Data records section start
//! SLA clock rules applied on status changes, and the monitor's evaluation.

use vault_types::{OrderStatus, SlaTracking};

/// Adjusts the clock for a status change from `from` to `to`.
///
/// The clock starts on payment, pauses while the client owes information,
/// and stops once the order completes or is cancelled.
pub fn apply_transition(
	sla: &mut SlaTracking,
	from: OrderStatus,
	to: OrderStatus,
	now: u64,
	target_hours: u64,
) {
	if from == OrderStatus::ClientInputRequired && to != OrderStatus::ClientInputRequired {
		sla.resume(now);
	}
	match to {
		OrderStatus::Paid => sla.start(now, target_hours),
		OrderStatus::ClientInputRequired => sla.pause(now),
		OrderStatus::Completed | OrderStatus::Cancelled => sla.stop(now),
		_ => {},
	}
}

/// Alert the monitor should raise for an order.
#[derive(Debug, Clone, Copy, PartialEq, Eq)]
pub enum SlaAlert {
	Warning,
	Breached,
}

/// Decides whether an alert is due. Each alert fires at most once because
/// the corresponding flag is set when it is raised; paused clocks never
/// alert.
pub fn evaluate(sla: &SlaTracking, now: u64, warning_threshold_percent: u8) -> Option<SlaAlert> {
	if !sla.is_running() || sla.is_paused() || sla.breached {
		return None;
	}
	let ratio = sla.elapsed_ratio(now)?;
	if ratio >= 1.0 {
		Some(SlaAlert::Breached)
	} else if !sla.warning_sent && ratio * 100.0 >= f64::from(warning_threshold_percent) {
		Some(SlaAlert::Warning)
	} else {
		None
	}
}

/// Records that `alert` has been raised.
pub fn mark(sla: &mut SlaTracking, alert: SlaAlert) {
	match alert {
		SlaAlert::Warning => sla.warning_sent = true,
		SlaAlert::Breached => {
			sla.warning_sent = true;
			sla.breached = true;
		},
	}
}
Data records section end
**Prompt:**
The listing above has to be repeated exactly, down to the last line.

**Result of this task:**
//! SLA clock rules applied on status changes, and the monitor's evaluation.

use vault_types::{OrderStatus, SlaTracking};

/// Adjusts the clock for a status change from `from` to `to`.
///
/// The clock starts on payment, pauses while the client owes information,
/// and stops once the order completes or is cancelled.
pub fn apply_transition(
	sla: &mut SlaTracking,
	from: OrderStatus,
	to: OrderStatus,
	now: u64,
	target_hours: u64,
) {
	if from == OrderStatus::ClientInputRequired && to != OrderStatus::ClientInputRequired {
		sla.resume(now);
	}
	match to {
		OrderStatus::Paid => sla.start(now, target_hours),
		OrderStatus::ClientInputRequired => sla.pause(now),
		OrderStatus::Completed | OrderStatus::Cancelled => sla.stop(now),
		_ => {},
	}
}

/// Alert the monitor should raise for an order.
#[derive(Debug, Clone, Copy, PartialEq, Eq)]
pub enum SlaAlert {
	Warning,
	Breached,
}

/// Decides whether an alert is due. Each alert fires at most once because
/// the corresponding flag is set when it is raised; paused clocks never
/// alert.
pub fn evaluate(sla: &SlaTracking, now: u64, warning_threshold_percent: u8) -> Option<SlaAlert> {
	if !sla.is_running() || sla.is_paused() || sla.breached {
		return None;
	}
	let ratio = sla.elapsed_ratio(now)?;
	if ratio >= 1.0 {
		Some(SlaAlert::Breached)
	} else if !sla.warning_sent && ratio * 100.0 >= f64::from(warning_threshold_percent) {
		Some(SlaAlert::Warning)
	} else {
		None
	}
}

/// Records that `alert` has been raised.
pub fn mark(sla: &mut SlaTracking, alert: SlaAlert) {
	match alert {
		SlaAlert::Warning => sla.warning_sent = true,
		SlaAlert::Breached => {
			sla.warning_sent = true;
			sla.breached = true;
		},
	}
}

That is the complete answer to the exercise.